Frau Studer put her hands over her ears. “Stop,” she begged. “It's enough to drive a person up the wall.”

But Studer carried on regardless, as if he were repeating a lesson he'd learnt off by heart, “by a man with a sallow complexion and a woollen scarf covering the lower part of his face. According to Ernst Rüfenacht's statement, the car was parked outside 44 Gerechtigkeitsgasse and a tall man was standing lookout beside it. And Madelin told me on the phone today that Jakob Koller, the stockbroker who took Marie to Paris and has since disappeared, was 6′2″. That's tall, isn't it, Hedy?”

“It certainly is.”

“Perhaps,” said Studer, scratching his forehead, “perhaps it was Jakob Koller laughing at me over the telephone in Basel. But what's Marie doing in all this? She doesn't fit into the case at all. I keep thinking she must be married to Koller . . . or perhaps she's distantly related to him? She lived in the same apartment with him in Paris. So what? Say what you like, but she's a nice girl is Marie, a nice girl,” Studer insisted.

He fell silent. Frau Studer was sitting in her chair under the lamp again. She kept her head bowed so
that the sergeant could not see the little smile playing round the corners of her mouth.

“If the girl was living together with Koller, Jakob Koller, I mean, then she'll have had a good reason. She may smoke, but that doesn't mean anything. You sometimes smoke too, Hedy . . .” he said, and it sounded like an accusation. He didn't drop his voice, but drew out the words, as if he were expecting her to protest.

But there was no protest, just a quiet enquiry. Frau Studer asked if the sergeant was sad he couldn't get his sweetheart on the telephone


Chabis
!” said Studer. But he couldn't stop himself blushing. He stood there, his big hands in the tiny pockets of his pyjamas, rocking on the balls of his feet, his Brissago jutting up like an aggressive gesture. “What, me? A grandfather?”

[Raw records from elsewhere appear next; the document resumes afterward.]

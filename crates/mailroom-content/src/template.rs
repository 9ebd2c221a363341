use std::path::{Path, PathBuf};

use minijinja::{AutoEscape, Environment, ErrorKind};
use serde_json::Value as JsonValue;
use tracing::debug;

use mailroom_core::{MailError, Result};

/// Renders HTML templates from one directory. File templates always
/// autoescape context values; inline subject/body strings do not.
pub struct TemplateRenderer {
    dir: PathBuf,
    files: Environment<'static>,
    inline: Environment<'static>,
}

impl TemplateRenderer {
    pub fn new(dir: impl Into<PathBuf>) -> Self {
        let dir = dir.into();
        let mut files = Environment::new();
        files.set_loader(minijinja::path_loader(dir.clone()));
        files.set_auto_escape_callback(|_| AutoEscape::Html);
        Self {
            dir,
            files,
            inline: Environment::new(),
        }
    }

    pub fn dir(&self) -> &Path {
        &self.dir
    }

    /// Renders `name`, falling back to `name.html`.
    pub fn render(&self, name: &str, context: &JsonValue) -> Result<String> {
        let candidates = [name.to_string(), format!("{}.html", name)];
        for candidate in &candidates {
            match self.files.get_template(candidate) {
                Ok(template) => {
                    debug!(template = %candidate, dir = %self.dir.display(), "rendering template");
                    return template
                        .render(context)
                        .map_err(|e| render_error(candidate, &e));
                }
                Err(err) if matches!(err.kind(), ErrorKind::TemplateNotFound) => continue,
                Err(err) => return Err(render_error(candidate, &err)),
            }
        }
        Err(MailError::TemplateNotFound(name.to_string()))
    }

    /// Renders a subject or body string against the context.
    pub fn render_inline(&self, source: &str, context: &JsonValue) -> Result<String> {
        self.inline
            .render_str(source, context)
            .map_err(|e| render_error("<inline>", &e))
    }
}

fn render_error(name: &str, err: &minijinja::Error) -> MailError {
    MailError::Template {
        name: name.to_string(),
        reason: err.to_string(),
    }
}

/// Parses a `--context` argument; it must be a JSON object.
pub fn parse_context(raw: &str) -> Result<JsonValue> {
    match serde_json::from_str::<JsonValue>(raw) {
        Ok(value @ JsonValue::Object(_)) => Ok(value),
        _ => Err(MailError::validation(format!("Invalid JSON context: {}", raw))),
    }
}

A strange noise came from the table. To his astonishment, Studer saw his wife's shoulders shaking. Had Hedy taken the matter so much to heart? he wondered, full of concern. Was she perhaps crying because she sensed her husband was about to go away, a long way away, exposing himself to dangers that . . .? Studer went over to the table, placed a comforting hand on her quivering shoulders and told her there was no cause to be sad. Millions, he said, millions were at stake, and he couldn't leave Marie on her own.

At that Frau Studer looked up and the sergeant realized, much to his annoyance, that Hedy was laughing again. She was laughing so unreservedly that it was only with great difficulty that she managed to get out the words, which struck the sergeant like a slap in the face.

“Oh Köbu,” she cried, as she got her breath back, “you are stupid.”

She wrapped up the romper suit in tissue paper. Her shoulders were still twitching as she explained in a matter-of-fact voice: “So you want to go and look for Collani, to see if the clairvoyant corporal is Cleman-Koller, the geologist. That's right, isn't it? You hope you might find Marie while you're at it – but only after you've secured the millions. You know now where they are: Gourama SSE cork-oak rock red man. And I'll tell you something else for free: the treasure is two kilometres south-south-east of Gourama. And you've asked to see the Old Man about it, haven't you? Should I pack your suitcase? If you're going tomorrow afternoon, you can come back for lunch beforehand. I'll make you grilled sausage with potato salad and some onion soup. You like that.”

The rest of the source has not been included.